Car oui, notre société va vite, trop vite. Ce que le politologue Pierre-André Taguieff nomme le « bougisme » agite les institutions, les mœurs et le quotidien de plus en plus d’habitants sur Terre. On mange trop vite, on dort trop peu, on bâcle de plus en plus et l’on savoure de moins en moins. Et cela dépasse le chronomètre : l’ère de l’urgence porte en elle le stress bien sûr, mais aussi le moche, le mal conçu, le standardisé, le superficiel, l’énergivore, le polluant… Fast-food égale malbouffe ; chanteurs jetables égale pop indigeste ; lois pondues dans l’urgence d’un fait divers égale texte bancal et souvent retoqué par le Conseil d’Etat…

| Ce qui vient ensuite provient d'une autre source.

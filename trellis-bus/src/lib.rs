/*!
Couche contrat du bus Trellis

Tout ce qu'un worker doit produire/consommer sur le bus passe par cette
crate : grammaire des topics, enveloppes de messages, règle de présence
(retained + last-will), rejet des commandes périmées, point d'extension
de normalisation des valeurs et types de la couche parasite.

La crate est indépendante du transport : le trait [`BusClient`] est la
seule surface que le runtime et le devkit implémentent.
*/

pub mod client;
pub mod envelope;
pub mod error;
pub mod normalize;
pub mod parasite;
pub mod presence;
pub mod topics;

pub use client::{publish_json, BusClient};
pub use envelope::{CmdResponse, Command, ErrorMessage, Event, ResponseStatus, Severity, StateUpdate};
pub use error::BusError;
pub use normalize::{ColorFormat, NormalizerSet, PercentBounds, RelativeDelta, ValueNormalizer};
pub use parasite::{validate_targets, ParasiteRegistration, ParasiteTarget};
pub use presence::{Presence, OFFLINE, ONLINE};
pub use topics::{parse_topic, Channel, ParsedTopic, TopicSpace, DEFAULT_BASE, PROTOCOL_VERSION};
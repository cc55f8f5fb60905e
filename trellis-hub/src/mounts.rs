//! Résolution des chemins hôte pour les montages.
//!
//! Le hub peut lui-même tourner dans une unité d'isolation : les chemins
//! qu'il voit (ex. `./data` monté depuis l'hôte) ne sont pas ceux que le
//! démon conteneur attend dans un spec de montage. On relit donc la table
//! de montage du processus pour remapper, avec `TRELLIS_HOST_DATA_DIR` en
//! secours si l'introspection échoue, et l'identité hors conteneur.

use std::path::{Path, PathBuf};
use tracing::{debug, warn};

pub struct HostPathResolver {
    /// (chemin vu par le hub, chemin réel hôte), triés du plus long préfixe
    /// au plus court.
    mappings: Vec<(PathBuf, PathBuf)>,
}

impl HostPathResolver {
    /// Identité : le hub tourne directement sur l'hôte.
    pub fn identity() -> Self {
        Self { mappings: Vec::new() }
    }

    pub fn detect(data_dir: &Path) -> Self {
        if !Path::new("/.dockerenv").exists() && std::env::var("TRELLIS_IN_CONTAINER").is_err() {
            return Self::identity();
        }
        match std::fs::read_to_string("/proc/self/mountinfo") {
            Ok(content) => Self::from_mountinfo(&content),
            Err(e) => {
                warn!("introspection mountinfo impossible: {e}");
                match std::env::var("TRELLIS_HOST_DATA_DIR") {
                    Ok(host) => Self {
                        mappings: vec![(data_dir.to_path_buf(), PathBuf::from(host))],
                    },
                    Err(_) => {
                        warn!("TRELLIS_HOST_DATA_DIR absent, montages en chemins internes");
                        Self::identity()
                    }
                }
            }
        }
    }

    /// Construit la table depuis /proc/self/mountinfo. Pour un bind mount,
    /// le champ 4 (root) est le chemin hôte et le champ 5 le point de
    /// montage vu d'ici.
    pub fn from_mountinfo(content: &str) -> Self {
        let mut mappings = Vec::new();
        for line in content.lines() {
            let fields: Vec<&str> = line.split_whitespace().collect();
            if fields.len() < 5 {
                continue;
            }
            let root = fields[3];
            let mount_point = fields[4];
            // Seuls les binds de répertoires hôte nous intéressent.
            if root == "/" || !root.starts_with('/') {
                continue;
            }
            mappings.push((PathBuf::from(mount_point), PathBuf::from(root)));
        }
        // Préfixe le plus long d'abord pour resolve().
        mappings.sort_by_key(|(mp, _)| std::cmp::Reverse(mp.as_os_str().len()));
        debug!("{} montages bind détectés", mappings.len());
        Self { mappings }
    }

    /// Remappe un chemin interne vers son chemin hôte.
    pub fn resolve(&self, path: &Path) -> PathBuf {
        for (mount_point, host_root) in &self.mappings {
            if let Ok(rest) = path.strip_prefix(mount_point) {
                return host_root.join(rest);
            }
        }
        path.to_path_buf()
    }
}

#[cfg(test)]
mod tests {
    use super::*;

    const MOUNTINFO: &str = "\
22 28 0:20 / /sys rw,nosuid shared:7 - sysfs sysfs rw
28 1 8:1 / / rw,relatime shared:1 - ext4 /dev/sda1 rw
455 28 8:1 /srv/trellis/data /app/data rw,relatime shared:1 - ext4 /dev/sda1 rw
456 28 8:1 /srv/trellis/data/connectors /app/data/connectors rw shared:1 - ext4 /dev/sda1 rw";

    #[test]
    fn test_bind_mount_remapping() {
        let r = HostPathResolver::from_mountinfo(MOUNTINFO);
        assert_eq!(
            r.resolve(Path::new("/app/data/settings.yaml")),
            PathBuf::from("/srv/trellis/data/settings.yaml")
        );
        // Préfixe le plus long gagnant
        assert_eq!(
            r.resolve(Path::new("/app/data/connectors/yeelight/a1.json")),
            PathBuf::from("/srv/trellis/data/connectors/yeelight/a1.json")
        );
    }

    #[test]
    fn test_unmapped_path_is_identity() {
        let r = HostPathResolver::from_mountinfo(MOUNTINFO);
        assert_eq!(r.resolve(Path::new("/etc/hosts")), PathBuf::from("/etc/hosts"));
        let id = HostPathResolver::identity();
        assert_eq!(id.resolve(Path::new("/app/data")), PathBuf::from("/app/data"));
    }
}
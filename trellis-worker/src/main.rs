//! Trellis worker entry point.
//!
//! Reads its identity from the environment the hub injected, loads the
//! mounted instance definition, picks the connector implementation for
//! TRELLIS_CONNECTOR_TYPE and hands everything to the supervisor.

use anyhow::{bail, Context, Result};
use std::sync::Arc;
use tracing::info;

use trellis_worker::config::{WorkerConfig, WorkerMode};
use trellis_worker::parasite::ParasiteRuntime;
use trellis_worker::runtime::WorkerRuntime;
use trellis_worker::supervisor::Supervisor;
use trellis_worker::virtual_connector::VirtualConnector;

#[tokio::main]
async fn main() -> Result<()> {
    tracing_subscriber::fmt()
        .with_env_filter(
            tracing_subscriber::EnvFilter::try_from_default_env()
                .unwrap_or_else(|_| "info".into()),
        )
        .init();

    let config = WorkerConfig::load().await.context("failed to load worker config")?;
    info!(
        "starting worker for instance {} (connector {}, {} device(s))",
        config.instance_id,
        config.connector_type,
        config.instance.devices.len()
    );

    // Connector families ship with the worker image; the hub selects one
    // per instance through TRELLIS_CONNECTOR_TYPE.
    let connector = match config.connector_type.as_str() {
        "virtual" => Arc::new(VirtualConnector::new()),
        other => bail!("unknown connector type '{other}'"),
    };

    let mode = config.mode;
    let runtime = Arc::new(WorkerRuntime::new(config.clone(), Box::new(connector.clone())));

    let supervisor = match mode {
        WorkerMode::Normal => Supervisor::new(runtime),
        WorkerMode::Parasite => {
            let parasite = Arc::new(
                ParasiteRuntime::from_config(&config).context("invalid parasite configuration")?,
            );
            Supervisor::new(runtime).with_parasite(parasite, connector)
        }
    };

    supervisor.run().await
}
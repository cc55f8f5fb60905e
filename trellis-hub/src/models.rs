use parking_lot::Mutex;
use serde::{Deserialize, Serialize};
use serde_json::{Map, Value};
use std::collections::HashMap;
use std::sync::Arc;
use time::OffsetDateTime;
use trellis_bus::Presence;

pub type Shared<T> = Arc<Mutex<T>>;

pub fn new_state<T>(value: T) -> Shared<T> {
    Arc::new(Mutex::new(value))
}

/// Définition persistée d'une instance de connecteur.
/// Propriété de l'Instance Store ; lecture seule pour l'orchestrateur et le worker.
#[derive(Debug, Clone, Serialize, Deserialize)]
pub struct InstanceConfig {
    /// Unique par type de connecteur.
    pub id: String,
    pub connector_type: String,
    #[serde(default)]
    pub devices: Vec<DeviceEntry>,
    #[serde(default)]
    pub groups: Vec<String>,
    /// Config libre du connecteur (clé réservée `secrets` refusée ici,
    /// le sous-système secrets la réinjecte par son propre canal).
    #[serde(default)]
    pub config: Map<String, Value>,
    /// Posés par le store à la création ; omissibles côté client.
    #[serde(with = "time::serde::rfc3339", default = "OffsetDateTime::now_utc")]
    pub created_at: OffsetDateTime,
    #[serde(with = "time::serde::rfc3339", default = "OffsetDateTime::now_utc")]
    pub updated_at: OffsetDateTime,
}

#[derive(Debug, Clone, Serialize, Deserialize)]
pub struct DeviceEntry {
    pub device_id: String,
    #[serde(default = "default_enabled")]
    pub enabled: bool,
    #[serde(default)]
    pub settings: Map<String, Value>,
}

fn default_enabled() -> bool {
    true
}

/// États du cycle de vie d'un connecteur.
#[derive(Debug, Clone, Copy, PartialEq, Eq, Serialize, Deserialize)]
#[serde(rename_all = "lowercase")]
pub enum LifecycleState {
    Configuring,
    Building,
    Starting,
    Initializing,
    Running,
    Stopping,
    Stopped,
    Crashed,
    Failed,
    Removed,
}

impl LifecycleState {
    pub fn as_str(&self) -> &'static str {
        match self {
            LifecycleState::Configuring => "configuring",
            LifecycleState::Building => "building",
            LifecycleState::Starting => "starting",
            LifecycleState::Initializing => "initializing",
            LifecycleState::Running => "running",
            LifecycleState::Stopping => "stopping",
            LifecycleState::Stopped => "stopped",
            LifecycleState::Crashed => "crashed",
            LifecycleState::Failed => "failed",
            LifecycleState::Removed => "removed",
        }
    }
}

/// Vue d'un conteneur géré. Jamais persistée : toujours re-dérivable de
/// l'InstanceConfig + l'état du runtime conteneur.
#[derive(Debug, Clone, Serialize)]
pub struct ContainerRecord {
    pub name: String,
    pub image: String,
    pub connector_type: String,
    pub instance_id: String,
    pub runtime_state: String,
    pub lifecycle: LifecycleState,
}

/// Présence observée d'une instance via son topic status retained.
#[derive(Debug, Clone, Serialize)]
pub struct InstanceStatus {
    pub instance_id: String,
    pub presence: String,
    #[serde(with = "time::serde::rfc3339")]
    pub last_seen: OffsetDateTime,
}

impl InstanceStatus {
    pub fn observed(instance_id: &str, presence: Presence) -> Self {
        Self {
            instance_id: instance_id.to_string(),
            presence: presence.as_str().to_string(),
            last_seen: OffsetDateTime::now_utc(),
        }
    }
}

pub type StatusMap = HashMap<String, InstanceStatus>;

/// État runtime suivi par l'orchestrateur, par instance_id.
#[derive(Debug, Clone)]
pub struct InstanceRuntime {
    pub connector_type: String,
    pub state: LifecycleState,
}

pub type LifecycleMap = HashMap<String, InstanceRuntime>;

Il y a vingt ans, le néolithique

Tentez une expérience si vous avez la trentaine et un enfant : faites le point sur la quantité incroyable d’objets banals des années 1980 et 1990 qu’il ne connaîtra jamais : la télé sans télécommande, les voitures avec vitres non électriques et sans autoradio, la musique sur disque, les dessins animés sur cassette, le téléphone sans touches et avec fil, la vie sans Ipod, sans Internet, sans portable et même sans ordinateur… Vous ne provenez pourtant pas du néolithique ! Et le pire, écrit le philosophe catalan Joan Domènech Francesch dans son Eloge de l’éducation lente, c’est que « l’augmentation de la rapidité n’engendre pas de gain de temps, mais accroît la sensation de manque ». Mais d’où vient cette fièvre accélératrice ? Et depuis quand nous frappe-t-elle ? « Sans conteste depuis les années 1990-1995, pointe Nicole Aubert, sociologue et psychologue. Dans mes entretiens avec des salariés, soudain, l’obligation de répondre en urgence aux ordres de la hiérarchie prenait une place énorme, ce qui n’existait pas auparavant. »

L’auteure du Culte de l’urgence y voit la rencontre de deux facteurs : « D’une part, l’arrivée des nouvelles technologies – l’e-mail, le portable et plus récemment, le smartphone – ces ‘‘ fils à la patte ’’ qui nous suivent partout, et exigent des réponses instantanées jusque dans la sphère privée. D’autre part, la place majeure prise par les marchés financiers, qui ont imposé leur court-termisme et leur exigence de gain immédiat aux salariés. »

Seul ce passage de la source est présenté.